Avril 2015, surprise inespérée pour Solange Langevin découragée par les refus répétés de son livre pour enfants : Marie de Nazareth la convoque par courriel au restaurant ‘Le Dragon Vert’ pour lui faire une proposition rocambolesque. Cette rouspéteuse de broue désabusée en quête de gloire et cette chamane de rue, slameuse au grand cœur, seront plongées dans une aventure décoiffante. Pour réaliser leurs vœux les plus chers, elles devront traverser trois portillons, faire face à des obstacles, des échecs, des conflits de taille, et se transformer mutuellement à travers un projet d’écriture commun et une histoire d’amour qui les opposera.

Comme le concluent les Poètes Sans Fils, les guides invisibles de Marie, dans cette saga écologique des relations et de la création, ‘Tout est fait exprès pour l’amour!’

EXTRAIT

Le ciel au fond des poubelles
1. Un courriel de l’au-delà pour une humaine qui vole bas

Pour la centième fois je me demandais : pourquoi cet autre refus, qu’est-ce qui ne marche pas? Un goût amer dans la bouche, je traînais au lit depuis une heure en étirant mes idées noires dans la pénombre bleutée par mes rideaux turquoise. Soudain, j’ai entendu le bip qui annonçait l’arrivée d’un courriel. Ouf! Juste à point pour me sauver de ces mantes religieuses qui me grignotaient le bonheur.

Je suis sortie du lit de peine et de misère, j’ai enfilé mes babouches en minou rose pendant que mon dos raqué criait au secours et je me suis précipitée dans ma cuisine ensoleillée pour me faire un café. Au passage, la pile de vaisselle sale qui s’accumulait pêle-mêle dans l’évier depuis trois jours, m’a fait les gros yeux. J’ai ensuite attrapé mon portable qui traînait sur le tapis blanc fatigué du salon à côté d’une bouteille de syrah vide, et j’ai mis le cap sur ma grande véranda bordant l’avant et le côté jardin de ma maison. L’air doux de fin avril, chargé des parfums de la terre qui revit, m’a tout de suite fait du bien.

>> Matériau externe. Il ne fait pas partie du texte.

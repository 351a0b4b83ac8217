use log::info;
use serde::Serialize;

use crate::catalog::models::{VocabularyEntry, VocabularyKind};
use crate::catalog::repository::Repository;
use crate::constants::{LABELS, SUPPORTED_OS};
use crate::definition::SourceType;
use crate::error::Result;

/// Return the canonical entry for `identifier`, creating it on first use.
///
/// Only labels keep a description; it is ignored for the other kinds and
/// never overwrites the description of an existing label.
pub fn resolve<R: Repository + ?Sized>(
    repo: &R,
    kind: VocabularyKind,
    identifier: &str,
    description: Option<&str>,
) -> Result<VocabularyEntry> {
    let description = match kind {
        VocabularyKind::Label => description,
        VocabularyKind::SupportedOs | VocabularyKind::Source => None,
    };
    repo.find_or_create(kind, identifier, description)
}

/// Number of entries of each vocabulary walked by [`seed`]
#[derive(Debug, Serialize, Clone, Copy, Default, PartialEq, Eq)]
pub struct SeedSummary {
    pub labels: usize,
    pub supported_os: usize,
    pub sources: usize,
}

/// Resolve every known label, supported OS and source type once.
///
/// Safe to run against an already seeded catalog.
pub fn seed<R: Repository + ?Sized>(repo: &R) -> Result<SeedSummary> {
    let mut summary = SeedSummary::default();

    for (name, desc) in LABELS {
        resolve(repo, VocabularyKind::Label, name, Some(*desc))?;
        summary.labels += 1;
    }

    for os in SUPPORTED_OS {
        resolve(repo, VocabularyKind::SupportedOs, os, None)?;
        summary.supported_os += 1;
    }

    for indicator in SourceType::indicators() {
        resolve(repo, VocabularyKind::Source, indicator, None)?;
        summary.sources += 1;
    }

    info!(
        "Seeded vocabulary: {} labels, {} supported OS, {} source types",
        summary.labels, summary.supported_os, summary.sources
    );
    Ok(summary)
}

À peine assise dehors dans ma grosse chaise berçante, j’ai ouvert mon courriel sans prendre le temps de me régaler du chant des oiseaux matinaux.

Chère Solange,
J’veux pas vous faire tomber en bas de votre chaise alors pouvez-vous déposer vos foufounes (quel mot québécois succulent!) quelque part de douillet s.v.p.? C’est fait? Alors m’offrirez-vous la joie de répondre à mes points d’interrogation pour pas qu’on s’emberlificote sur votre vraie personne à la ligne de départ? Quelle robe chérissait votre maman? Le fou de votre village, votre mémoire a toujours son nom en réserve? Quel affreux pépin était arrivé en coup de vent à la famille de votre épicier en 1959?
Un merci infini de vos réponses, j’ai un vœu spécial à vous exprimer, laissez-le pas tomber dans votre sourde oreille je vous prie.
Marie de Nazareth, une revenante jamais partie.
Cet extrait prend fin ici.